As a proud Harvard graduate myself, I'm a big fan of this decision. Both of them. By waiting to enroll until after her father is out of the White House, she'll draw less attention to herself in Cambridge. Oh sure, she'll still probably have to have Secret Service protection while pushing her plastic tray through the dinner line at the Freshman Union; but at least Wolf Blitzer will be too busy covering the new president to insist on coming along with Barack and Michelle on Parents Day.

Meanwhile, going to Harvard not only means she’ll enjoy a top-notch education and a wide range of new experiences (I once was emergency-drafted into being the women’s track team javelin thrower for exactly one meet — it “traveled” 38 feet, mostly backwards — because my roommate was the team captain and the girl who usually did it refused to miss an important chem lab session). She’ll also be surrounded by so many other people who are celebrity offspring or famous in their own right (Caroline Kennedy and a kid of one of TV’s “Addams Family” both were in my class), she’ll pretty much fade into the woodwork.

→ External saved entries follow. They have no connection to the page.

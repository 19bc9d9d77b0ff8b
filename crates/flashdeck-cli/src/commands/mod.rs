pub mod config;
pub mod progress;
pub mod run;
pub mod simulate;

use std::path::PathBuf;

use flashdeck_core::services::MediaLibrary;
use flashdeck_core::{DirectoryLibrary, Settings, StaticLibrary};

pub type CliResult = Result<(), Box<dyn std::error::Error>>;

/// Settings from `path`, or from the default location.
pub fn load_settings(path: Option<&PathBuf>) -> Result<Settings, Box<dyn std::error::Error>> {
    let settings = match path {
        Some(path) => Settings::load_from(path)?,
        None => Settings::load()?,
    };
    Ok(settings)
}

/// A media directory, or the built-in sample set when none is given.
pub fn media_library(dir: Option<PathBuf>) -> Box<dyn MediaLibrary> {
    match dir {
        Some(dir) => Box::new(DirectoryLibrary::new(dir)),
        None => Box::new(StaticLibrary::sample()),
    }
}
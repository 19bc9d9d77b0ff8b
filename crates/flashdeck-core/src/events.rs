use chrono::{DateTime, Utc};
use serde::{Deserialize, Serialize};

use crate::effects::EventType;
use crate::engine::EngineSnapshot;
use crate::progression::Feature;
use crate::video::{Banner, VideoPhase};

/// Why a firing did not turn into a visible effect.
#[derive(Debug, Clone, Copy, PartialEq, Eq, Serialize, Deserialize)]
#[serde(rename_all = "snake_case")]
pub enum DenyReason {
    /// Another instance of the same effect is still on screen.
    Busy,
    /// The arbiter refused admission (cap, debounce or exclusion).
    Arbiter,
    /// Bubbles are up; the flash is polling until they clear.
    Waiting,
    /// No media for the category.
    NoMedia,
    /// The feature is disabled or still locked.
    Disabled,
}

/// Every state change in the engine produces an Event.
/// The host drains them with `Engine::drain_events`.
#[derive(Debug, Clone, PartialEq, Serialize, Deserialize)]
#[serde(tag = "type")]
pub enum Event {
    EngineStarted {
        token: u64,
        at: DateTime<Utc>,
    },
    EngineStopped {
        at: DateTime<Utc>,
    },
    /// Hard reset of all engine state.
    PanicStop {
        at: DateTime<Utc>,
    },
    /// Timing settings changed; all timers were re-armed under `token`.
    Rescheduled {
        token: u64,
        at: DateTime<Utc>,
    },
    EffectArmed {
        event: EventType,
        delay_ms: u64,
        token: u64,
        at: DateTime<Utc>,
    },
    EffectFired {
        event: EventType,
        at: DateTime<Utc>,
    },
    EffectDenied {
        event: EventType,
        reason: DenyReason,
        at: DateTime<Utc>,
    },
    /// Fired during a video; re-armed once the video sequence ends.
    EffectDeferred {
        event: EventType,
        at: DateTime<Utc>,
    },
    VideoPhaseChanged {
        from: VideoPhase,
        to: VideoPhase,
        at: DateTime<Utc>,
    },
    AttentionVerdict {
        total: u32,
        hit: u32,
        passed: bool,
        troll: bool,
        at: DateTime<Utc>,
    },
    BannerShown {
        banner: Banner,
        penalty_loops: u32,
        at: DateTime<Utc>,
    },
    XpAwarded {
        amount: f64,
        level: u32,
        xp: f64,
        at: DateTime<Utc>,
    },
    LevelUp {
        from: u32,
        to: u32,
        at: DateTime<Utc>,
    },
    FeatureUnlocked {
        feature: Feature,
        at: DateTime<Utc>,
    },
    IntensityUpdated {
        progress: f64,
        multiplier: f64,
        remaining_secs: u64,
        at: DateTime<Utc>,
    },
    StateSnapshot {
        snapshot: EngineSnapshot,
        at: DateTime<Utc>,
    },
}

impl Event {
    pub fn at(&self) -> DateTime<Utc> {
        match self {
            Event::EngineStarted { at, .. }
            | Event::EngineStopped { at }
            | Event::PanicStop { at }
            | Event::Rescheduled { at, .. }
            | Event::EffectArmed { at, .. }
            | Event::EffectFired { at, .. }
            | Event::EffectDenied { at, .. }
            | Event::EffectDeferred { at, .. }
            | Event::VideoPhaseChanged { at, .. }
            | Event::AttentionVerdict { at, .. }
            | Event::BannerShown { at, .. }
            | Event::XpAwarded { at, .. }
            | Event::LevelUp { at, .. }
            | Event::FeatureUnlocked { at, .. }
            | Event::IntensityUpdated { at, .. }
            | Event::StateSnapshot { at, .. } => *at,
        }
    }
}

#[cfg(test)]
mod tests {
    use super::*;

    #[test]
    fn test_events_are_tagged_by_type() {
        let at = Utc::now();
        let json = serde_json::to_value(Event::EffectDenied {
            event: EventType::Bubble,
            reason: DenyReason::NoMedia,
            at,
        })
        .unwrap();
        assert_eq!(json["type"], "EffectDenied");
        assert_eq!(json["event"], "bubble");
        assert_eq!(json["reason"], "no_media");
    }

    #[test]
    fn test_video_phase_event_roundtrips() {
        let ev = Event::VideoPhaseChanged {
            from: VideoPhase::Evaluating,
            to: VideoPhase::Retrying,
            at: Utc::now(),
        };
        let back: Event = serde_json::from_str(&serde_json::to_string(&ev).unwrap()).unwrap();
        assert_eq!(back, ev);
    }
}
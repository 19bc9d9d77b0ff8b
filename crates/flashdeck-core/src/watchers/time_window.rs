use std::sync::atomic::{AtomicBool, Ordering};
use std::sync::Arc;
use std::time::Duration;

use chrono::{Datelike, Local, NaiveDateTime};
use tracing::debug;

use super::{sleep_unless_stopped, WatcherHandle};
use crate::command::{Command, CommandSender};
use crate::storage::TimeWindowSettings;

pub const WINDOW_POLL_SECS: u64 = 5;

#[derive(Debug, Clone, Copy, PartialEq, Eq)]
pub enum WindowDecision {
    Start,
    Stop,
}

/// What the time window asks of a session at local time `now`.
///
/// `None` when the window is disabled, malformed, or already satisfied.
/// `start == end` is an empty window.
pub fn window_decision(
    now: NaiveDateTime,
    window: &TimeWindowSettings,
    running: bool,
) -> Option<WindowDecision> {
    if !window.enabled {
        return None;
    }
    let (start, end) = window.bounds()?;

    let weekday = now.weekday().num_days_from_monday() as u8;
    let inside = window.active_weekdays.contains(&weekday) && {
        let t = now.time();
        if start <= end {
            start <= t && t < end
        } else {
            t >= start || t < end
        }
    };

    match (inside, running) {
        (true, false) => Some(WindowDecision::Start),
        (false, true) => Some(WindowDecision::Stop),
        _ => None,
    }
}

/// Posts the local wall clock every few seconds as [`Command::ClockCheck`].
///
/// The engine owns the decision, since only it knows whether a session is
/// running.
pub struct TimeWindowWatcher {
    pub poll: Duration,
}

impl Default for TimeWindowWatcher {
    fn default() -> Self {
        Self {
            poll: Duration::from_secs(WINDOW_POLL_SECS),
        }
    }
}

impl TimeWindowWatcher {
    pub fn spawn(self, tx: CommandSender) -> std::io::Result<WatcherHandle> {
        let stop = Arc::new(AtomicBool::new(false));
        let flag = Arc::clone(&stop);
        let thread = std::thread::Builder::new()
            .name("flashdeck-window".into())
            .spawn(move || {
                while !flag.load(Ordering::Relaxed) {
                    if tx.send(Command::ClockCheck(Local::now().naive_local())).is_err() {
                        debug!("engine loop gone, window watcher exiting");
                        break;
                    }
                    sleep_unless_stopped(&flag, self.poll);
                }
            })?;
        Ok(WatcherHandle::new("time_window", stop, thread))
    }
}

#[cfg(test)]
mod tests {
    use super::*;
    use crate::command;
    use chrono::NaiveDate;

    // 2024-01-01 was a Monday.
    fn at(day: u32, h: u32, m: u32) -> NaiveDateTime {
        NaiveDate::from_ymd_opt(2024, 1, day)
            .unwrap()
            .and_hms_opt(h, m, 0)
            .unwrap()
    }

    fn window(start: &str, end: &str) -> TimeWindowSettings {
        TimeWindowSettings {
            enabled: true,
            start: start.into(),
            end: end.into(),
            active_weekdays: (0..7).collect(),
        }
    }

    #[test]
    fn test_disabled_window_never_decides() {
        let mut w = window("16:00", "18:00");
        w.enabled = false;
        assert_eq!(window_decision(at(1, 17, 0), &w, false), None);
        assert_eq!(window_decision(at(1, 3, 0), &w, true), None);
    }

    #[test]
    fn test_starts_inside_and_stops_outside() {
        let w = window("16:00", "18:00");
        assert_eq!(window_decision(at(1, 16, 0), &w, false), Some(WindowDecision::Start));
        assert_eq!(window_decision(at(1, 17, 0), &w, true), None);
        assert_eq!(window_decision(at(1, 18, 0), &w, true), Some(WindowDecision::Stop));
        assert_eq!(window_decision(at(1, 9, 0), &w, false), None);
    }

    #[test]
    fn test_overnight_window_wraps_midnight() {
        let w = window("22:00", "02:00");
        assert_eq!(window_decision(at(1, 23, 30), &w, false), Some(WindowDecision::Start));
        assert_eq!(window_decision(at(2, 1, 0), &w, false), Some(WindowDecision::Start));
        assert_eq!(window_decision(at(2, 2, 0), &w, true), Some(WindowDecision::Stop));
        assert_eq!(window_decision(at(2, 12, 0), &w, true), Some(WindowDecision::Stop));
    }

    #[test]
    fn test_inactive_weekday_counts_as_outside() {
        let mut w = window("00:00", "23:59");
        w.active_weekdays = vec![0, 1, 2, 3, 4];
        // Saturday 2024-01-06.
        assert_eq!(window_decision(at(6, 12, 0), &w, true), Some(WindowDecision::Stop));
        assert_eq!(window_decision(at(6, 12, 0), &w, false), None);
        assert_eq!(window_decision(at(5, 12, 0), &w, false), Some(WindowDecision::Start));
    }

    #[test]
    fn test_malformed_bounds_are_ignored() {
        let w = window("4pm", "18:00");
        assert_eq!(window_decision(at(1, 17, 0), &w, false), None);
    }

    #[test]
    fn test_watcher_posts_clock_checks() {
        let (tx, rx) = command::channel();
        let handle = TimeWindowWatcher {
            poll: Duration::from_millis(1),
        }
        .spawn(tx)
        .unwrap();
        let cmd = rx.recv_timeout(Duration::from_secs(5)).unwrap();
        assert!(matches!(cmd, Command::ClockCheck(_)));
        assert_eq!(handle.name(), "time_window");
        handle.stop();
    }
}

Take it from me, Malia. I was at Harvard for four years and absolutely nobody knew who I was!

Seriously, though, she’ll love it there. History surrounds you everywhere you walk on the 380-year-old campus. Boston is just eight minutes away on the creaky old subway system affectionately dubbed the “T.” Most important, there’s a certain “we’re all in this together” trench warfare mentality that develops during freshman week when the perennial rumor goes around that a couple of people got let in by mistake and everyone starts trying to figure out who they are (spoiler alert, Malia: It’s not you).

Maybe that’s what led a certain Harvard undergrad to create something called “Thefacebook” in his dorm room. We won’t get into all the fingerpointing that later erupted over other Harvard students’ possible involvement in the birth of Facebook — suffice to say, that undergrad, Mark Zuckerberg, dropped out during his sophomore year of 2004 and never looked back.

Nor is Zuckerberg the only famous Harvard dropout. Microsoft founder Bill Gates, actor Matt Damon, poet Robert Frost, singer Bonnie Raitt — the one thing all these super successful people have in common is not sticking around long enough to graduate.

Indeed, I’ve often thought it’s my Harvard diploma that’s been holding me back in life.

So while I'd never recommend you consider dropping out, Malia (not while your dad still has the power to make the IRS audit me, anyway), I have a favor to ask: When you do finally arrive on campus to register, please have them to destroy my graduation records at the same time.